Work order: Each line below is to be copied exactly as it appears.
Start of Available data
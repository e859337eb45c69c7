//! Generated storage filenames.
//!
//! Stored files are named `<unix_millis>-<random_hex>.<ext>`. Only the extension of the
//! uploader's filename survives, and only after it has been lowercased and checked to be plain
//! ASCII alphanumerics. The original base name is never echoed, so separators, `..` and control
//! characters cannot reach the filesystem through it.
//!
//! The random part is [`RANDOM_SUFFIX_BYTES`] bytes, i.e. 32 hex characters. That is twice the
//! 16 characters of the older `<millis>-<16 hex>` naming, so anything parsing stored names must not
//! assume a fixed suffix width.

use crate::constants::{MAX_EXTENSION_LEN, RANDOM_SUFFIX_BYTES};
use chrono::{DateTime, Utc};
use rand::RngCore;
use std::fmt;
use std::sync::Arc;

/// Source of random bytes for filename suffixes.
///
/// Production code uses [`ThreadRngSource`]; tests can inject a deterministic source.
pub trait RandomSource: Send + Sync {
    fn fill_bytes(&self, dest: &mut [u8]);
}

/// [`RandomSource`] backed by the thread-local generator from `rand`.
#[derive(Debug, Clone, Copy, Default)]
pub struct ThreadRngSource;

impl RandomSource for ThreadRngSource {
    fn fill_bytes(&self, dest: &mut [u8]) {
        rand::thread_rng().fill_bytes(dest);
    }
}

/// Produces collision-resistant, extension-preserving filenames.
#[derive(Clone)]
pub struct FilenameGenerator {
    random: Arc<dyn RandomSource>,
}

impl Default for FilenameGenerator {
    fn default() -> Self {
        Self::new()
    }
}

impl fmt::Debug for FilenameGenerator {
    fn fmt(&self, f: &mut fmt::Formatter<'_>) -> fmt::Result {
        f.debug_struct("FilenameGenerator").finish_non_exhaustive()
    }
}

impl FilenameGenerator {
    pub fn new() -> Self {
        Self::with_source(Arc::new(ThreadRngSource))
    }

    pub fn with_source(random: Arc<dyn RandomSource>) -> Self {
        Self { random }
    }

    /// Generates a filename for an upload whose client-side name was `original_name`.
    pub fn generate(&self, original_name: &str) -> String {
        self.generate_at(original_name, Utc::now())
    }

    /// Generates a filename using `at` for the timestamp prefix.
    ///
    /// The suffix carries [`RANDOM_SUFFIX_BYTES`] bytes of randomness, so two names generated in
    /// the same millisecond still differ with overwhelming probability.
    pub fn generate_at(&self, original_name: &str, at: DateTime<Utc>) -> String {
        let mut suffix = [0u8; RANDOM_SUFFIX_BYTES];
        self.random.fill_bytes(&mut suffix);

        let stem = format!("{}-{}", at.timestamp_millis(), hex::encode(suffix));
        match extension_of(original_name) {
            Some(ext) => format!("{}.{}", stem, ext),
            None => stem,
        }
    }
}

/// Returns the lowercase extension of `filename`, if it has a usable one.
///
/// Both `/` and `\` are treated as separators since client filenames may come from any OS.
/// Dotfiles such as `.jpg` have no extension, and extensions that are empty, overly long or
/// contain anything but ASCII alphanumerics are discarded.
pub fn extension_of(filename: &str) -> Option<String> {
    let base = filename.rsplit(['/', '\\']).next().unwrap_or(filename);
    let (stem, ext) = base.rsplit_once('.')?;

    if stem.is_empty()
        || ext.is_empty()
        || ext.len() > MAX_EXTENSION_LEN
        || !ext.bytes().all(|b| b.is_ascii_alphanumeric())
    {
        return None;
    }
    Some(ext.to_ascii_lowercase())
}
use tokio::sync::watch;
use tracing_subscriber::{layer::SubscriberExt, util::SubscriberInitExt};

use facility_core::{RetentionScheduler, StorageConfig};

/// Main entry point for the facility storage process
///
/// Resolves storage configuration once, then runs the photo retention scheduler until Ctrl-C.
/// Upload handlers live in the HTTP service and receive a `StorageService` built from the same
/// configuration.
///
/// # Environment Variables
/// - `STORAGE_ROOT`: Base directory for stored files (default: "uploads_dev")
/// - `RETENTION_DAYS`: Days before a photo becomes eligible for deletion (default: 60)
/// - `PUBLIC_BASE_URL`: Absolute base URL for stored files (default: unset, root-relative URLs)
/// - `MAX_FILE_MB`: Maximum accepted upload size (default: 20)
/// - `SWEEP_INTERVAL_SECS`: Seconds between retention sweeps (default: 86400)
///
/// # Returns
/// * `Ok(())` - If the scheduler ran and shut down cleanly
/// * `Err(anyhow::Error)` - If configuration is invalid or the scheduler task failed
#[tokio::main]
async fn main() -> anyhow::Result<()> {
    dotenvy::dotenv().ok();

    tracing_subscriber::registry()
        .with(
            tracing_subscriber::EnvFilter::from_default_env()
                .add_directive("facility_run=info".parse()?)
                .add_directive("facility_core=info".parse()?)
                .add_directive("facility_files=info".parse()?),
        )
        .with(tracing_subscriber::fmt::layer())
        .init();

    let config = StorageConfig::from_env()?;

    tracing::info!(
        "++ Storage root {} (photos kept {} days, max upload {} MB)",
        config.storage_root().display(),
        config.retention_days(),
        config.max_file_mb()
    );

    let (shutdown_tx, shutdown_rx) = watch::channel(false);
    let scheduler = tokio::spawn(RetentionScheduler::from_config(&config).run(shutdown_rx));

    tokio::signal::ctrl_c().await?;
    tracing::info!("-- Shutdown requested");
    shutdown_tx.send(true).ok();

    let sweeps = scheduler.await?;
    tracing::info!("-- Stopped after {} sweep(s)", sweeps);

    Ok(())
}
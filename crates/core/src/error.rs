use facility_files::FilesError;

#[derive(Debug, thiserror::Error)]
pub enum CoreError {
    #[error("invalid configuration: {0}")]
    InvalidConfig(String),
    #[error("upload of {size} bytes exceeds the limit of {limit} bytes")]
    PayloadTooLarge { size: u64, limit: u64 },
    #[error("file storage error: {0}")]
    Files(#[from] FilesError),
}

impl CoreError {
    /// Message suitable for returning to the uploader.
    ///
    /// Internal details (paths, OS errors) are not included.
    pub fn user_message(&self) -> String {
        match self {
            CoreError::PayloadTooLarge { limit, .. } => {
                format!("file is too large (maximum {} MB)", limit / crate::constants::BYTES_PER_MB)
            }
            CoreError::Files(FilesError::UnsupportedType { category }) => {
                category.rejection_message().to_owned()
            }
            CoreError::Files(FilesError::InvalidLocationArgs(e)) => e.to_string(),
            _ => "upload failed, please try again".to_owned(),
        }
    }
}

pub type CoreResult<T> = std::result::Result<T, CoreError>;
End of Available data
Response to the exercise:
repository e859337eb45c69c7
//! Generated storage filenames.
//!
//! Stored files are named `<unix_millis>-<random_hex>.<ext>`. Only the extension of the
//! uploader's filename survives, and only after it has been lowercased and checked to be plain
//! ASCII alphanumerics. The original base name is never echoed, so separators, `..` and control
//! characters cannot reach the filesystem through it.
//!
//! The random part is [`RANDOM_SUFFIX_BYTES`] bytes, i.e. 32 hex characters. That is twice the
//! 16 characters of the older `<millis>-<16 hex>` naming, so anything parsing stored names must not
//! assume a fixed suffix width.

use crate::constants::{MAX_EXTENSION_LEN, RANDOM_SUFFIX_BYTES};
use chrono::{DateTime, Utc};
use rand::RngCore;
use std::fmt;
use std::sync::Arc;

/// Source of random bytes for filename suffixes.
///
/// Production code uses [`ThreadRngSource`]; tests can inject a deterministic source.
pub trait RandomSource: Send + Sync {
    fn fill_bytes(&self, dest: &mut [u8]);
}

/// [`RandomSource`] backed by the thread-local generator from `rand`.
#[derive(Debug, Clone, Copy, Default)]
pub struct ThreadRngSource;

impl RandomSource for ThreadRngSource {
    fn fill_bytes(&self, dest: &mut [u8]) {
        rand::thread_rng().fill_bytes(dest);
    }
}

/// Produces collision-resistant, extension-preserving filenames.
#[derive(Clone)]
pub struct FilenameGenerator {
    random: Arc<dyn RandomSource>,
}

impl Default for FilenameGenerator {
    fn default() -> Self {
        Self::new()
    }
}

impl fmt::Debug for FilenameGenerator {
    fn fmt(&self, f: &mut fmt::Formatter<'_>) -> fmt::Result {
        f.debug_struct("FilenameGenerator").finish_non_exhaustive()
    }
}

impl FilenameGenerator {
    pub fn new() -> Self {
        Self::with_source(Arc::new(ThreadRngSource))
    }

    pub fn with_source(random: Arc<dyn RandomSource>) -> Self {
        Self { random }
    }

    /// Generates a filename for an upload whose client-side name was `original_name`.
    pub fn generate(&self, original_name: &str) -> String {
        self.generate_at(original_name, Utc::now())
    }

    /// Generates a filename using `at` for the timestamp prefix.
    ///
    /// The suffix carries [`RANDOM_SUFFIX_BYTES`] bytes of randomness, so two names generated in
    /// the same millisecond still differ with overwhelming probability.
    pub fn generate_at(&self, original_name: &str, at: DateTime<Utc>) -> String {
        let mut suffix = [0u8; RANDOM_SUFFIX_BYTES];
        self.random.fill_bytes(&mut suffix);

        let stem = format!("{}-{}", at.timestamp_millis(), hex::encode(suffix));
        match extension_of(original_name) {
            Some(ext) => format!("{}.{}", stem, ext),
            None => stem,
        }
    }
}

/// Returns the lowercase extension of `filename`, if it has a usable one.
///
/// Both `/` and `\` are treated as separators since client filenames may come from any OS.
/// Dotfiles such as `.jpg` have no extension, and extensions that are empty, overly long or
/// contain anything but ASCII alphanumerics are discarded.
pub fn extension_of(filename: &str) -> Option<String> {
    let base = filename.rsplit(['/', '\\']).next().unwrap_or(filename);
    let (stem, ext) = base.rsplit_once('.')?;

    if stem.is_empty()
        || ext.is_empty()
        || ext.len() > MAX_EXTENSION_LEN
        || !ext.bytes().all(|b| b.is_ascii_alphanumeric())
    {
        return None;
    }
    Some(ext.to_ascii_lowercase())
}
use tokio::sync::watch;
use tracing_subscriber::{layer::SubscriberExt, util::SubscriberInitExt};

use facility_core::{RetentionScheduler, StorageConfig};

/// Main entry point for the facility storage process
///
/// Resolves storage configuration once, then runs the photo retention scheduler until Ctrl-C.
/// Upload handlers live in the HTTP service and receive a `StorageService` built from the same
/// configuration.
///
/// # Environment Variables
/// - `STORAGE_ROOT`: Base directory for stored files (default: "uploads_dev")
/// - `RETENTION_DAYS`: Days before a photo becomes eligible for deletion (default: 60)
/// - `PUBLIC_BASE_URL`: Absolute base URL for stored files (default: unset, root-relative URLs)
/// - `MAX_FILE_MB`: Maximum accepted upload size (default: 20)
/// - `SWEEP_INTERVAL_SECS`: Seconds between retention sweeps (default: 86400)
///
/// # Returns
/// * `Ok(())` - If the scheduler ran and shut down cleanly
/// * `Err(anyhow::Error)` - If configuration is invalid or the scheduler task failed
#[tokio::main]
async fn main() -> anyhow::Result<()> {
    dotenvy::dotenv().ok();

    tracing_subscriber::registry()
        .with(
            tracing_subscriber::EnvFilter::from_default_env()
                .add_directive("facility_run=info".parse()?)
                .add_directive("facility_core=info".parse()?)
                .add_directive("facility_files=info".parse()?),
        )
        .with(tracing_subscriber::fmt::layer())
        .init();

    let config = StorageConfig::from_env()?;

    tracing::info!(
        "++ Storage root {} (photos kept {} days, max upload {} MB)",
        config.storage_root().display(),
        config.retention_days(),
        config.max_file_mb()
    );

    let (shutdown_tx, shutdown_rx) = watch::channel(false);
    let scheduler = tokio::spawn(RetentionScheduler::from_config(&config).run(shutdown_rx));

    tokio::signal::ctrl_c().await?;
    tracing::info!("-- Shutdown requested");
    shutdown_tx.send(true).ok();

    let sweeps = scheduler.await?;
    tracing::info!("-- Stopped after {} sweep(s)", sweeps);

    Ok(())
}
filename crates/core/src/error.rs
use facility_files::FilesError;

#[derive(Debug, thiserror::Error)]
pub enum CoreError {
    #[error("invalid configuration: {0}")]
    InvalidConfig(String),
    #[error("upload of {size} bytes exceeds the limit of {limit} bytes")]
    PayloadTooLarge { size: u64, limit: u64 },
    #[error("file storage error: {0}")]
    Files(#[from] FilesError),
}

impl CoreError {
    /// Message suitable for returning to the uploader.
    ///
    /// Internal details (paths, OS errors) are not included.
    pub fn user_message(&self) -> String {
        match self {
            CoreError::PayloadTooLarge { limit, .. } => {
                format!("file is too large (maximum {} MB)", limit / crate::constants::BYTES_PER_MB)
            }
            CoreError::Files(FilesError::UnsupportedType { category }) => {
                category.rejection_message().to_owned()
            }
            CoreError::Files(FilesError::InvalidLocationArgs(e)) => e.to_string(),
            _ => "upload failed, please try again".to_owned(),
        }
    }
}

pub type CoreResult<T> = std::result::Result<T, CoreError>;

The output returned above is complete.